§ Saved entries:
*****

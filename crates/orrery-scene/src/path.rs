//! Orbit path polylines and habitable-zone bands.

use glam::DVec3;
use orrery_math::OrbitalElements;

/// Segments per orbit path. The path is handed to the renderer once at
/// startup as a closed polyline.
pub const ORBIT_PATH_SEGMENTS: usize = 100;

/// Sample a closed polyline along an orbit.
///
/// Uses the same parametric transform the propagation uses, so the drawn
/// path and the body's motion always coincide. The last point repeats the
/// first to close the loop.
pub fn orbit_path_points(elements: &OrbitalElements) -> Vec<DVec3> {
    let mut points = Vec::with_capacity(ORBIT_PATH_SEGMENTS + 1);
    for i in 0..=ORBIT_PATH_SEGMENTS {
        let angle = (i as f64 / ORBIT_PATH_SEGMENTS as f64) * std::f64::consts::TAU;
        points.push(elements.position_at(angle));
    }
    points
}

/// One habitable-zone annulus at display scale.
#[derive(Clone, Copy, Debug, PartialEq)]
pub struct ZoneBand {
    pub inner_radius: f64,
    pub outer_radius: f64,
    pub label: &'static str,
}

/// The three classical zone estimates, in scene units.
pub fn habitable_zone_bands() -> [ZoneBand; 3] {
    [
        ZoneBand {
            inner_radius: 45.0,
            outer_radius: 85.0,
            label: "optimistic inner zone",
        },
        ZoneBand {
            inner_radius: 85.0,
            outer_radius: 137.0,
            label: "conservative zone",
        },
        ZoneBand {
            inner_radius: 137.0,
            outer_radius: 170.0,
            label: "optimistic outer zone",
        },
    ]
}

#[cfg(test)]
mod tests {
    use super::*;

    #[test]
    fn test_path_is_closed_and_fully_sampled() {
        let orbit = OrbitalElements::circular(100.0).unwrap();
        let points = orbit_path_points(&orbit);
        assert_eq!(points.len(), ORBIT_PATH_SEGMENTS + 1);
        let gap = (points[0] - points[ORBIT_PATH_SEGMENTS]).length();
        assert!(gap < 1e-9, "loop gap = {gap}");
    }

    #[test]
    fn test_path_follows_the_propagated_positions() {
        let orbit = OrbitalElements::new(152.4, 0.09, 0.03, 1.0, 0.8).unwrap();
        let points = orbit_path_points(&orbit);
        for (i, point) in points.iter().enumerate().take(ORBIT_PATH_SEGMENTS) {
            let angle = (i as f64 / ORBIT_PATH_SEGMENTS as f64) * std::f64::consts::TAU;
            let expected = orbit.position_at(angle);
            assert!(
                (*point - expected).length() < 1e-12,
                "sample {i} diverges from propagation"
            );
        }
    }

    #[test]
    fn test_zone_bands_tile_without_gaps() {
        let bands = habitable_zone_bands();
        assert!(bands[0].outer_radius == bands[1].inner_radius);
        assert!(bands[1].outer_radius == bands[2].inner_radius);
        for band in bands {
            assert!(band.inner_radius < band.outer_radius, "{}", band.label);
        }
    }
}
use crate::animation::ease::Ease;
use crate::curve::eval::{bezier, catmull_rom};
use crate::foundation::error::{MolangError, MolangResult};

/// How values move from one keyframe to the next.
///
/// The mode of the earlier keyframe of a pair governs the segment.
#[derive(Clone, Copy, Debug, PartialEq, Eq, serde::Serialize, serde::Deserialize)]
#[serde(from = "String", into = "String")]
pub enum Interpolation {
    /// Eased linear blend.
    Ease(Ease),
    /// Hold the earlier value until the next key.
    Step,
    /// Catmull-Rom through the neighbouring keys.
    CatmullRom,
    /// Cubic Bézier using `post` of the earlier key and `pre` of the later key as handles.
    Bezier,
}

impl Default for Interpolation {
    fn default() -> Self {
        Self::Ease(Ease::Linear)
    }
}

impl Interpolation {
    /// Parse a mode name; unknown names fall back to linear with a warning.
    pub fn from_name(name: &str) -> Self {
        let trimmed = name.trim();
        if trimmed.eq_ignore_ascii_case("step") {
            Self::Step
        } else if trimmed.eq_ignore_ascii_case("catmullrom") {
            Self::CatmullRom
        } else if trimmed.eq_ignore_ascii_case("bezier") {
            Self::Bezier
        } else if let Some(e) = Ease::from_name(trimmed) {
            Self::Ease(e)
        } else {
            tracing::warn!(name, "unknown interpolation, using linear");
            Self::Ease(Ease::Linear)
        }
    }

    /// Content name.
    pub fn name(self) -> &'static str {
        match self {
            Self::Ease(e) => e.name(),
            Self::Step => "step",
            Self::CatmullRom => "catmullrom",
            Self::Bezier => "bezier",
        }
    }
}

impl From<String> for Interpolation {
    fn from(s: String) -> Self {
        Self::from_name(&s)
    }
}

impl From<Interpolation> for String {
    fn from(i: Interpolation) -> Self {
        i.name().to_owned()
    }
}

/// One key of a three-component channel.
#[derive(Clone, Debug, PartialEq, serde::Serialize, serde::Deserialize)]
pub struct Keyframe {
    /// Time of the key, in the channel's time unit.
    pub timestamp: f32,
    /// Value at the key.
    pub value: [f32; 3],
    /// Mode used from this key to the next.
    #[serde(default)]
    pub interpolation: Interpolation,
    /// Incoming tangent, or the incoming Bézier handle for [`Interpolation::Bezier`].
    #[serde(default)]
    pub pre: Option<[f32; 3]>,
    /// Outgoing tangent, or the outgoing Bézier handle for [`Interpolation::Bezier`].
    #[serde(default)]
    pub post: Option<[f32; 3]>,
}

impl Keyframe {
    /// Key with the given mode and no tangents.
    pub fn new(timestamp: f32, value: [f32; 3], interpolation: Interpolation) -> Self {
        Self {
            timestamp,
            value,
            interpolation,
            pre: None,
            post: None,
        }
    }

    /// Set the incoming tangent or handle.
    pub fn with_pre(mut self, pre: [f32; 3]) -> Self {
        self.pre = Some(pre);
        self
    }

    /// Set the outgoing tangent or handle.
    pub fn with_post(mut self, post: [f32; 3]) -> Self {
        self.post = Some(post);
        self
    }
}

/// Time-sorted keys of one channel such as position, rotation or scale.
#[derive(Clone, Debug, Default, PartialEq)]
pub struct KeyframeChannel {
    frames: Vec<Keyframe>,
}

impl KeyframeChannel {
    /// Build a channel, stably sorting keys by timestamp.
    ///
    /// Keys sharing a timestamp keep their given order; the first one wins when sampling
    /// exactly at that time.
    pub fn new(mut frames: Vec<Keyframe>) -> MolangResult<Self> {
        if let Some(bad) = frames.iter().find(|f| !f.timestamp.is_finite()) {
            return Err(MolangError::construction(format!(
                "keyframe timestamp must be finite, got {}",
                bad.timestamp
            )));
        }
        frames.sort_by(|a, b| a.timestamp.total_cmp(&b.timestamp));
        Ok(Self { frames })
    }

    /// Keys in ascending time order.
    pub fn frames(&self) -> &[Keyframe] {
        &self.frames
    }

    /// Whether the channel has no keys.
    pub fn is_empty(&self) -> bool {
        self.frames.is_empty()
    }

    /// Value at time `t`.
    ///
    /// Before the first key the first value holds, after the last key the last value holds, and
    /// an empty channel is all zeros.
    pub fn sample(&self, t: f32) -> [f32; 3] {
        let mut before = None;
        let mut after = None;
        for (i, f) in self.frames.iter().enumerate() {
            if f.timestamp <= t {
                before = Some(i);
            }
            if f.timestamp >= t {
                after = Some(i);
                break;
            }
        }

        let (bi, ai) = match (before, after) {
            (None, None) => return [0.0; 3],
            (None, Some(a)) => return self.frames[a].value,
            (Some(b), None) => return self.frames[b].value,
            (Some(b), Some(a)) if b == a => return self.frames[b].value,
            (Some(b), Some(a)) => (b, a),
        };

        let from = &self.frames[bi];
        let to = &self.frames[ai];
        let duration = to.timestamp - from.timestamp;
        let u = if duration > 0.0 {
            (t - from.timestamp) / duration
        } else {
            0.0
        };

        match from.interpolation {
            Interpolation::Step => from.value,
            Interpolation::CatmullRom => {
                let prev = if bi > 0 { &self.frames[bi - 1] } else { from };
                let next = self.frames.get(ai + 1).unwrap_or(to);
                std::array::from_fn(|k| {
                    catmull_rom(prev.value[k], from.value[k], to.value[k], next.value[k], u)
                })
            }
            Interpolation::Bezier => {
                let p1 = from.post.unwrap_or(from.value);
                let p2 = to.pre.unwrap_or(to.value);
                std::array::from_fn(|k| bezier(from.value[k], p1[k], p2[k], to.value[k], u))
            }
            Interpolation::Ease(ease) => {
                if from.post.is_some() || to.pre.is_some() {
                    return hermite(from, to, u);
                }
                let e = ease.apply(u);
                std::array::from_fn(|k| from.value[k] + (to.value[k] - from.value[k]) * e)
            }
        }
    }
}

// Cubic Hermite with tangents in per-segment units; a missing tangent is the chord.
fn hermite(from: &Keyframe, to: &Keyframe, u: f32) -> [f32; 3] {
    let u2 = u * u;
    let u3 = u2 * u;
    let h00 = 2.0 * u3 - 3.0 * u2 + 1.0;
    let h10 = u3 - 2.0 * u2 + u;
    let h01 = -2.0 * u3 + 3.0 * u2;
    let h11 = u3 - u2;
    std::array::from_fn(|k| {
        let chord = to.value[k] - from.value[k];
        let m0 = from.post.map_or(chord, |p| p[k]);
        let m1 = to.pre.map_or(chord, |p| p[k]);
        h00 * from.value[k] + h10 * m0 + h01 * to.value[k] + h11 * m1
    })
}

#[cfg(test)]
#[path = "../../tests/unit/animation/keyframe.rs"]
mod tests;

*****

§ What you have to do:
Select and copy each line from the data that includes the word "Debug".

§ Task answer:
#[derive(Clone, Copy, Debug, PartialEq)]
#[derive(Clone, Copy, Debug, PartialEq, Eq, serde::Serialize, serde::Deserialize)]
#[derive(Clone, Debug, PartialEq, serde::Serialize, serde::Deserialize)]
#[derive(Clone, Debug, Default, PartialEq)]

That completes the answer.